Maritza Sevilla
Valencia, Venezuela
Elisa colocó sobre la cama todo lo que llevaría en
la maleta. Había sido invitada a participar como pianista amateur en “XIII
Festival Musical de Manzanillo”, evento que se celebraba cada año, para recabar fondos para el asilo de ancianos
de la ciudad.
Federico entró a la habitación para ayudarle a
chequear que llevara todo lo que necesitaría: ropa, calzado, cosméticos y
medicinas. Miró el promontorio de medicamentos que ella ya había colocado al lado
de la ropa: dos cajas de pastillas contra la acidez estomacal, una contra el
estreñimiento (en caso de que comiera demasiado pan), dos para las flojuras de barriga
(por si no le caía bien el agua de aquellos lares), antitusígenos contra la
flema (por algún mal aire), analgésicos, antialérgicos, cápsulas para evitar
los vómitos y jarabe para calmar la tos seca. ¡Ah!, y las tabletas para aliviar
la garganta que siempre sentía irritada. Según ella; el problema en la faringe
se originó en el momento mismo de nacer, por haber traído el cordón umbilical enrollado
en el cuello. Ese había sido el motivo por el cual decidió dejar la docencia. Eso y la situación económica de su marido.

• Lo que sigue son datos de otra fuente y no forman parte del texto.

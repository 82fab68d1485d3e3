use crossbeam_channel::{unbounded, Receiver, Sender};

/// Notifications for the UI layer. Sent from the match loop thread; the UI
/// drains them on its own thread.
#[derive(Debug, Clone, PartialEq)]
pub enum GameEvent {
    ScoreChanged { score: u32 },
    ComboChanged { multiplier: u32 },
    MatchStatusChanged { is_match: bool },
    ReferenceChanged { index: usize, image: String },
    RoundOver,
}

pub struct EventQueue {
    sender: Sender<GameEvent>,
    receiver: Receiver<GameEvent>,
}

impl EventQueue {
    pub fn new() -> Self {
        let (sender, receiver) = unbounded();
        Self { sender, receiver }
    }

    /// Pops an event from the queue.
    /// Non-blocking. Returns None if queue is empty.
    pub fn pop(&self) -> Option<GameEvent> {
        self.receiver.try_recv().ok()
    }

    /// Drains everything currently queued.
    pub fn drain(&self) -> Vec<GameEvent> {
        self.receiver.try_iter().collect()
    }

    /// Returns a clone of the sender, to be moved into the match loop.
    pub fn sender(&self) -> Sender<GameEvent> {
        self.sender.clone()
    }
}

impl Default for EventQueue {
    fn default() -> Self {
        Self::new()
    }
}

A él le enternecía la manía de su esposa de tratar
de prevenir todas las enfermedades. Sabía que en el fondo, a Elisa se le había
enroscado una escurridiza hipocondría originada por las veces en las que estuvo
a punto de morir, durante su niñez. Él lo tenía claro y le llamaba la atención que
siendo Psicóloga, y de las más reconocidas, no buscase una terapia para aliviar
esa situación y vivir con mayor tranquilidad. No era que a él le molestara; por
el contrario, habían decidido no tener hijos y cuidar de ella le permitía
manifestar los instintos paternales que guardaba en su interior. Con frecuencia
le repetía que “le defendería del mundo y sus bacterias”.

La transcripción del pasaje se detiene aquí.